[Stored data entries]

----

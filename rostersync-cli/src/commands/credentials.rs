//! Credential flags and backend construction.

use std::path::Path;

use anyhow::{Context, Result};
use clap::Args;

use rostersync_core::SyncConfig;
use rostersync_sync::{
    authenticate, DropboxClient, LocalStore, ProfileStore, RefreshCredentials, RetryPolicy,
    SyncError,
};

/// Dropbox credentials. Flags override the environment.
#[derive(Args, Debug, Default)]
pub struct CredentialArgs {
    /// Dropbox access token.
    #[arg(long, env = "DROPBOX_ACCESS_TOKEN", hide_env_values = true)]
    pub token: Option<String>,

    /// App key used to refresh an expired access token.
    #[arg(long, env = "DROPBOX_APP_KEY", hide_env_values = true)]
    pub app_key: Option<String>,

    /// App secret used to refresh an expired access token.
    #[arg(long, env = "DROPBOX_APP_SECRET", hide_env_values = true)]
    pub app_secret: Option<String>,

    /// Long-lived refresh token.
    #[arg(long, env = "DROPBOX_REFRESH_TOKEN", hide_env_values = true)]
    pub refresh_token: Option<String>,
}

impl CredentialArgs {
    pub fn refresh(&self) -> Option<RefreshCredentials> {
        RefreshCredentials::from_parts(
            self.app_key.clone(),
            self.app_secret.clone(),
            self.refresh_token.clone(),
        )
    }

    pub fn open_dropbox(&self, cfg: &SyncConfig) -> Result<Box<dyn ProfileStore>> {
        let token = self
            .token
            .clone()
            .filter(|t| !t.trim().is_empty())
            .ok_or(SyncError::MissingCredential)?;
        let mut client = DropboxClient::new(token).with_retry(RetryPolicy::from(cfg.retry.clone()));
        let account = authenticate(&mut client, self.refresh().as_ref())
            .context("could not authenticate with Dropbox")?;
        tracing::info!(account = %account.display_name, "using Dropbox");
        Ok(Box::new(client))
    }
}

pub fn open_local(root: &Path) -> Result<Box<dyn ProfileStore>> {
    let store = LocalStore::new(root);
    store
        .current_account()
        .with_context(|| format!("local root {} is not usable", root.display()))?;
    tracing::info!(root = %root.display(), "using local mirror");
    Ok(Box::new(store))
}
//! Error types for rostersync-sync.
//!
//! Everything in [`SyncError`] is fatal to a run. Per-document failures never
//! surface here; they are recorded in the [`RunContext`](crate::RunContext).

use std::path::PathBuf;

use thiserror::Error;

use rostersync_core::ConfigError;
use rostersync_renderer::RenderError;

use crate::store::StoreError;

/// All fatal errors that can arise from a sync run.
#[derive(Debug, Error)]
pub enum SyncError {
    /// An error from the rendering engine.
    #[error("render error: {0}")]
    Render(#[from] RenderError),

    /// Invalid or unreadable configuration.
    #[error("config error: {0}")]
    Config(#[from] ConfigError),

    /// A storage failure during setup (roster download, tree listing).
    #[error("storage error: {0}")]
    Store(#[from] StoreError),

    /// The roster document does not exist at the configured path.
    #[error("roster source not found: {path}")]
    RosterNotFound { path: String },

    /// Credentials were rejected and could not be refreshed.
    #[error("authentication failed: {0}")]
    Auth(String),

    /// No access credential was supplied.
    #[error("access token required; set DROPBOX_ACCESS_TOKEN or pass --token")]
    MissingCredential,

    /// An I/O error, with annotated path for context.
    #[error("I/O error at {path}: {source}")]
    Io {
        path: PathBuf,
        #[source]
        source: std::io::Error,
    },

    /// JSON serialization error (run artifact).
    #[error("run artifact JSON error: {0}")]
    Json(#[from] serde_json::Error),
}

/// Convenience constructor for [`SyncError::Io`].
pub(crate) fn io_err(path: impl Into<PathBuf>, source: std::io::Error) -> SyncError {
    SyncError::Io {
        path: path.into(),
        source,
    }
}
//! rostersync core library: domain types, roster parsing, name matching,
//! department inference and configuration.
//!
//! Public API surface:
//! - [`types`]: records and run counters
//! - [`roster`]: markdown roster table → [`Roster`]
//! - [`matcher`]: profile folder name → roster record
//! - [`department`]: profession → [`Department`]
//! - [`config`]: [`SyncConfig`] load / defaults
//! - [`error`]: [`ConfigError`]

pub mod config;
pub mod department;
pub mod error;
pub mod matcher;
pub mod roster;
pub mod types;

pub use config::{RetryConfig, SyncConfig};
pub use department::{infer_department, Department, DEPARTMENT_RULES};
pub use error::ConfigError;
pub use matcher::{match_employee, MatchKind};
pub use roster::{parse_roster, ParsedRoster, Roster};
pub use types::{ChangeRecord, EmployeeName, EmployeeRecord, ErrorRecord, RunStats, TrackedField};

----

> INSTRUCTIONS FOR THE TASK: Please give back all of the records exactly as written.

> RESULT FOR THIS EXERCISE:
filename rostersync-cli/src/commands/credentials.rs
//! Credential flags and backend construction.

use std::path::Path;

use anyhow::{Context, Result};
use clap::Args;

use rostersync_core::SyncConfig;
use rostersync_sync::{
    authenticate, DropboxClient, LocalStore, ProfileStore, RefreshCredentials, RetryPolicy,
    SyncError,
};

/// Dropbox credentials. Flags override the environment.
#[derive(Args, Debug, Default)]
pub struct CredentialArgs {
    /// Dropbox access token.
    #[arg(long, env = "DROPBOX_ACCESS_TOKEN", hide_env_values = true)]
    pub token: Option<String>,

    /// App key used to refresh an expired access token.
    #[arg(long, env = "DROPBOX_APP_KEY", hide_env_values = true)]
    pub app_key: Option<String>,

    /// App secret used to refresh an expired access token.
    #[arg(long, env = "DROPBOX_APP_SECRET", hide_env_values = true)]
    pub app_secret: Option<String>,

    /// Long-lived refresh token.
    #[arg(long, env = "DROPBOX_REFRESH_TOKEN", hide_env_values = true)]
    pub refresh_token: Option<String>,
}

impl CredentialArgs {
    pub fn refresh(&self) -> Option<RefreshCredentials> {
        RefreshCredentials::from_parts(
            self.app_key.clone(),
            self.app_secret.clone(),
            self.refresh_token.clone(),
        )
    }

    pub fn open_dropbox(&self, cfg: &SyncConfig) -> Result<Box<dyn ProfileStore>> {
        let token = self
            .token
            .clone()
            .filter(|t| !t.trim().is_empty())
            .ok_or(SyncError::MissingCredential)?;
        let mut client = DropboxClient::new(token).with_retry(RetryPolicy::from(cfg.retry.clone()));
        let account = authenticate(&mut client, self.refresh().as_ref())
            .context("could not authenticate with Dropbox")?;
        tracing::info!(account = %account.display_name, "using Dropbox");
        Ok(Box::new(client))
    }
}

pub fn open_local(root: &Path) -> Result<Box<dyn ProfileStore>> {
    let store = LocalStore::new(root);
    store
        .current_account()
        .with_context(|| format!("local root {} is not usable", root.display()))?;
    tracing::info!(root = %root.display(), "using local mirror");
    Ok(Box::new(store))
}
//! Error types for rostersync-sync.
//!
//! Everything in [`SyncError`] is fatal to a run. Per-document failures never
//! surface here; they are recorded in the [`RunContext`](crate::RunContext).

use std::path::PathBuf;

use thiserror::Error;

use rostersync_core::ConfigError;
use rostersync_renderer::RenderError;

use crate::store::StoreError;

/// All fatal errors that can arise from a sync run.
#[derive(Debug, Error)]
pub enum SyncError {
    /// An error from the rendering engine.
    #[error("render error: {0}")]
    Render(#[from] RenderError),

    /// Invalid or unreadable configuration.
    #[error("config error: {0}")]
    Config(#[from] ConfigError),

    /// A storage failure during setup (roster download, tree listing).
    #[error("storage error: {0}")]
    Store(#[from] StoreError),

    /// The roster document does not exist at the configured path.
    #[error("roster source not found: {path}")]
    RosterNotFound { path: String },

    /// Credentials were rejected and could not be refreshed.
    #[error("authentication failed: {0}")]
    Auth(String),

    /// No access credential was supplied.
    #[error("access token required; set DROPBOX_ACCESS_TOKEN or pass --token")]
    MissingCredential,

    /// An I/O error, with annotated path for context.
    #[error("I/O error at {path}: {source}")]
    Io {
        path: PathBuf,
        #[source]
        source: std::io::Error,
    },

    /// JSON serialization error (run artifact).
    #[error("run artifact JSON error: {0}")]
    Json(#[from] serde_json::Error),
}

/// Convenience constructor for [`SyncError::Io`].
pub(crate) fn io_err(path: impl Into<PathBuf>, source: std::io::Error) -> SyncError {
    SyncError::Io {
        path: path.into(),
        source,
    }
}
//! rostersync core library: domain types, roster parsing, name matching,
//! department inference and configuration.
//!
//! Public API surface:
//! - [`types`]: records and run counters
//! - [`roster`]: markdown roster table → [`Roster`]
//! - [`matcher`]: profile folder name → roster record
//! - [`department`]: profession → [`Department`]
//! - [`config`]: [`SyncConfig`] load / defaults
//! - [`error`]: [`ConfigError`]

pub mod config;
pub mod department;
pub mod error;
pub mod matcher;
pub mod roster;
pub mod types;

pub use config::{RetryConfig, SyncConfig};
pub use department::{infer_department, Department, DEPARTMENT_RULES};
pub use error::ConfigError;
pub use matcher::{match_employee, MatchKind};
pub use roster::{parse_roster, ParsedRoster, Roster};
pub use types::{ChangeRecord, EmployeeName, EmployeeRecord, ErrorRecord, RunStats, TrackedField};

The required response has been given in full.